We had him evaluated at 4 because the pre-school flagged him with developmental, social, and gross/fine motor delays. The pediatrician evaluated him by talking with him and getting him to follow along with a story book and asking things like “why is the little girl in the story doing that” and “Does she look happy or sad?”. He aced this and our doctor told us that our boy was the human equivalent to a lab puppy and would grow into himself. He made available the option to rebook should things not change, but he didn’t think that would be needed. We, the parents, were very relieved and rested knowing our little boy was “normal”.
He didn’t improve. We brought him back for another eval to the same pediatrician, and he was more concerned after this second eval. The doctor actually come out to our son’s pre-school for 2 hours and observed him playing and interacting with other children.
After that he called us to tell us his diagnosis has changed and saw autistism as a real possibility, mainly due to social and behavioral clues. Our boy “parallel plays” and doesn’t participate with the other children. During group activities he appears lost and wanting to join in with the fun but not knowing how to contribute. He doesn’t seem to empathize with others feelings nor follow simple social rules like saying goodbye to his friends.
The pediatrician won’t make a final diagnosis as he wants to refer us to another pediatrician/psychiatrist team that specializes in diagnosing autism, but he told us that it’s almost certain that he is autistic. On the plus side he said that our boy is high functioning, and with therapy and behavioral teachings there’s a good chance that he could be “mainstream”.

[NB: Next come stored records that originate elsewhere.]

//! `opengraph` — command-line interface for OpenGraph documents.
//!
//! Provides three subcommands:
//!
//! - **`validate`** — check a document against the OpenGraph structural rules,
//!   optionally resolving every edge endpoint.
//! - **`render`** — print a human-readable summary of a document.
//! - **`fmt`** — re-emit a document in canonical form, to stdout or to a file.
//!
//! All subcommands read JSON from a file path or from stdin (`-`). Logging is
//! controlled with `RUST_LOG` and goes to stderr.

use std::fs;
use std::io::{self, Read};
use std::path::PathBuf;
use std::process;

use clap::{Parser, Subcommand};
use opengraph::{render::render_graph, Document, ExportOptions, OpenGraphBuilder, DEFAULT_INDENT};

/// opengraph — OpenGraph document CLI
///
/// Validate, inspect, and reformat OpenGraph JSON documents.
#[derive(Parser)]
#[command(name = "opengraph", version, about, long_about = None)]
struct Cli {
    #[command(subcommand)]
    command: Command,
}

#[derive(Subcommand)]
enum Command {
    /// Validate an OpenGraph document.
    ///
    /// Every node, edge, and property is checked, along with id uniqueness
    /// and the source_kind rule for nodes without kinds. Exits 0 if the
    /// document is valid, 1 otherwise.
    ///
    /// Pass `-` as FILE to read from stdin.
    Validate {
        /// Path to a JSON file, or `-` for stdin.
        file: PathBuf,

        /// Also require every edge start and end to resolve to exactly one
        /// node in the document.
        #[arg(long)]
        check_refs: bool,
    },

    /// Render a document as a human-readable summary.
    ///
    /// Pass `-` as FILE to read from stdin.
    Render {
        /// Path to a JSON file, or `-` for stdin.
        file: PathBuf,
    },

    /// Re-emit a document in canonical form.
    ///
    /// The document is validated first. Output goes to stdout unless
    /// `--output` is given, in which case the file is replaced atomically.
    ///
    /// Examples:
    ///   opengraph fmt graph.json --indent 4
    ///   opengraph fmt - --compact -o graph.min.json
    Fmt {
        /// Path to a JSON file, or `-` for stdin.
        file: PathBuf,

        /// Write to this file instead of stdout.
        #[arg(short, long, value_name = "PATH")]
        output: Option<PathBuf>,

        /// Spaces per indentation level.
        #[arg(long, value_name = "N", default_value_t = DEFAULT_INDENT, conflicts_with = "compact")]
        indent: usize,

        /// Emit single-line JSON.
        #[arg(long)]
        compact: bool,
    },
}

fn main() {
    tracing_subscriber::fmt()
        .with_env_filter(
            tracing_subscriber::EnvFilter::try_from_default_env()
                .unwrap_or_else(|_| "opengraph=warn".into()),
        )
        .with_writer(io::stderr)
        .init();

    let cli = Cli::parse();

    match cli.command {
        Command::Validate { file, check_refs } => {
            let json = read_input(&file);
            let graph = match load_graph(&json) {
                Ok(graph) => graph,
                Err(e) => {
                    eprintln!("error: {}", e);
                    process::exit(1);
                }
            };
            if check_refs {
                if let Err(e) = graph.check_references() {
                    eprintln!("error: {}", e);
                    process::exit(1);
                }
            }
            println!(
                "valid: {} node{}, {} edge{}",
                graph.node_count(),
                if graph.node_count() == 1 { "" } else { "s" },
                graph.edge_count(),
                if graph.edge_count() == 1 { "" } else { "s" },
            );
        }

        Command::Render { file } => {
            let json = read_input(&file);
            let graph = load_graph(&json).unwrap_or_else(|e| fatal(&e));
            print!("{}", render_graph(&graph));
        }

        Command::Fmt {
            file,
            output,
            indent,
            compact,
        } => {
            let json = read_input(&file);
            let graph = load_graph(&json).unwrap_or_else(|e| fatal(&e));
            let options = if compact {
                ExportOptions::compact()
            } else {
                ExportOptions::indent(indent)
            };
            match output {
                Some(path) => {
                    graph.save_to_file_with(&path, &options).unwrap_or_else(|e| {
                        fatal(&format!("failed to write {}: {}", path.display(), e))
                    });
                    tracing::info!(path = %path.display(), "formatted document written");
                }
                None => {
                    let rendered = graph
                        .to_json_with(&options)
                        .unwrap_or_else(|e| fatal(&e.to_string()));
                    println!("{}", rendered);
                }
            }
        }
    }
}

/// Read the full contents of a file, or stdin when the path is `"-"`.
fn read_input(path: &PathBuf) -> String {
    if path.to_str() == Some("-") {
        let mut buf = String::new();
        io::stdin()
            .read_to_string(&mut buf)
            .unwrap_or_else(|e| fatal(&format!("failed to read stdin: {}", e)));
        buf
    } else {
        fs::read_to_string(path).unwrap_or_else(|e| {
            fatal(&format!("failed to read {}: {}", path.display(), e))
        })
    }
}

/// Parse a document and replay it through the builder.
///
/// Entity-level problems surface as parse errors; graph-level problems
/// (duplicate ids, missing kinds) surface from the replay. Both are returned
/// as display strings.
fn load_graph(json: &str) -> Result<OpenGraphBuilder, String> {
    let document = Document::from_json(json)
        .map_err(|e| format!("failed to parse input as an OpenGraph document: {}", e))?;
    OpenGraphBuilder::from_document(document).map_err(|e| e.to_string())
}

/// Print an error message to stderr and exit with code 2.
fn fatal(msg: &str) -> ! {
    eprintln!("opengraph: {}", msg);
    process::exit(2);
}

We have been referred already to our provincial health care system for speech and occupational therapy, and the pre-school is applying for a personal teaching assistant to help during the day. We do have good insurance, but our doctor suggested giving the public system a try first as they can do good work. Also, because he was diagnosed before public school age his therapists go through the public health care system, even after he joins school. If he was diagnosed next year while attending public school his therapy would be the responsibility of the public school system, which is much more overworked and underfunded.
If it’s HFA or Aspergers, then with therapy we hope he’ll have a chance to live a good life (?). I guess in the end we should count ourselves lucky as we know others have it much worse.
The other part in this is that my wife and I have been trying for years to have a second, and she was actually due to start a drug course this month. Our doctor told us that autism may have an inherited genetic link and the odds could be as high as 10% of a second autistic child. Again, we should be counting ourselves lucky to have one little boy who loves his mommy and daddy.